■ Supplied material ■
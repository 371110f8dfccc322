//! Beam search constrained to words of a lexicon trie.

use super::beam::{Hypothesis, HypothesisBuffer};
use super::candidates::Candidates;
use super::options::LexiconDecoderOptions;
use super::{
    CriterionType, DecodeResult, acoustic_score, check_blank, check_token, check_transitions,
    top_tokens,
};
use crate::error::{ConfigError, DecodeError, Result};
use crate::traits::{Decoder, LanguageModel};
use crate::trie::{NodeId, Trie};
use ndarray::{Array2, ArrayView2};
use std::sync::Arc;

/// Reserved indices used by [`LexiconDecoder`].
#[derive(Clone, Copy, Debug, PartialEq, Eq)]
pub struct SpecialIndices {
    /// Silence token, also the token of the trie root.
    pub silence: usize,
    /// Blank token, required under CTC.
    pub blank: Option<usize>,
    /// Word index emitted for spellings without a label.
    pub unknown_word: usize,
}

/// Merge state of a lexicon hypothesis.
#[derive(Clone, Debug, PartialEq, Eq, Hash)]
pub(crate) struct LexiconKey<S> {
    lm_state: S,
    node: NodeId,
}

/// Lexicon-constrained beam-search decoder.
///
/// Hypotheses walk the trie while inside a word and pick up the smeared
/// lookahead score; when a word ends, the lookahead is swapped for the real
/// language model score and the hypothesis returns to the root.
///
/// The trie and the language model are shared; each decoder owns its beam,
/// so decode several utterances in parallel with one decoder each.
pub struct LexiconDecoder<L: LanguageModel> {
    options: LexiconDecoderOptions,
    trie: Arc<Trie>,
    lm: Arc<L>,
    special: SpecialIndices,
    transitions: Array2<f32>,
    token_lm: bool,
    tokens: usize,
    buffer: HypothesisBuffer<LexiconKey<L::State>>,
    candidates: Candidates<LexiconKey<L::State>>,
    top: Vec<usize>,
    decoded_frames: usize,
}

impl<L: LanguageModel> LexiconDecoder<L> {
    /// Create a decoder over the trie's token alphabet.
    ///
    /// The trie must be smeared. `transitions` is `(tokens, tokens)` under
    /// ASG and may be empty under CTC.
    pub fn new(
        options: LexiconDecoderOptions,
        trie: Arc<Trie>,
        lm: Arc<L>,
        special: SpecialIndices,
        transitions: Array2<f32>,
    ) -> Result<Self> {
        options.validate()?;

        if trie.smearing().is_none() {
            return Err(ConfigError::TrieNotSmeared.into());
        }

        let tokens = trie.max_children();
        check_token("silence", special.silence, tokens)?;
        check_blank(special.blank, tokens, options.criterion)?;
        check_transitions(&transitions, tokens, options.criterion)?;

        Ok(Self {
            options,
            trie,
            lm,
            special,
            transitions,
            token_lm: false,
            tokens,
            buffer: HypothesisBuffer::default(),
            candidates: Candidates::default(),
            top: Vec::new(),
            decoded_frames: 0,
        })
    }

    /// Score tokens with the language model instead of words.
    ///
    /// The smeared lookahead is then unused and completed words add no extra
    /// language model score.
    pub fn with_token_lm(mut self, token_lm: bool) -> Self {
        self.token_lm = token_lm;
        self
    }

    pub fn options(&self) -> &LexiconDecoderOptions {
        &self.options
    }

    /// Frames decoded since `decode_begin`, pruned ones included.
    pub fn decoded_frames(&self) -> usize {
        self.decoded_frames
    }
}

■ Assigned task ■
Every line holding the word "ConfigError" should be copied out of the material.

■ Answer box ■
use crate::error::{ConfigError, DecodeError, Result};
            return Err(ConfigError::TrieNotSmeared.into());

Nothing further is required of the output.